▶ _DIRECTIONS FOR THIS TASK_
What lines in the records below mention "Solution"? List them all.

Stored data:
pub mod backtracking;

use std::collections::BTreeMap;
use std::time::Instant;

use super::linexpr::VariableName;
use super::{Problem, Solution};

/// Outcome of a solver run.
///
/// `Feasible` is returned when the deadline expired while an incumbent was
/// known; `Unknown` when it expired with none. Without a deadline a run
/// always ends in `Optimal` or `Infeasible`.
#[derive(Debug, Clone)]
pub enum SolveStatus<'a, V: VariableName> {
    Optimal(Solution<'a, V>),
    Feasible(Solution<'a, V>),
    Infeasible,
    Unknown,
}

impl<'a, V: VariableName> SolveStatus<'a, V> {
    pub fn solution(self) -> Option<Solution<'a, V>> {
        match self {
            SolveStatus::Optimal(s) | SolveStatus::Feasible(s) => Some(s),
            SolveStatus::Infeasible | SolveStatus::Unknown => None,
        }
    }

    pub fn name(&self) -> &'static str {
        match self {
            SolveStatus::Optimal(_) => "OPTIMAL",
            SolveStatus::Feasible(_) => "FEASIBLE",
            SolveStatus::Infeasible => "INFEASIBLE",
            SolveStatus::Unknown => "UNKNOWN",
        }
    }
}

/// Solver seam: a complete search over a [Problem].
///
/// Hints suggest a value to try first for a variable; they never constrain
/// the search. The deadline is the sole cutoff.
pub trait Solver<V: VariableName>: Send + Sync {
    fn solve<'a>(
        &self,
        problem: &'a Problem<V>,
        hints: &BTreeMap<V, i32>,
        deadline: Option<Instant>,
    ) -> SolveStatus<'a, V>;
}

▶ _REPLY TO THE TASK_
use super::{Problem, Solution};
    Optimal(Solution<'a, V>),
    Feasible(Solution<'a, V>),
    pub fn solution(self) -> Option<Solution<'a, V>> {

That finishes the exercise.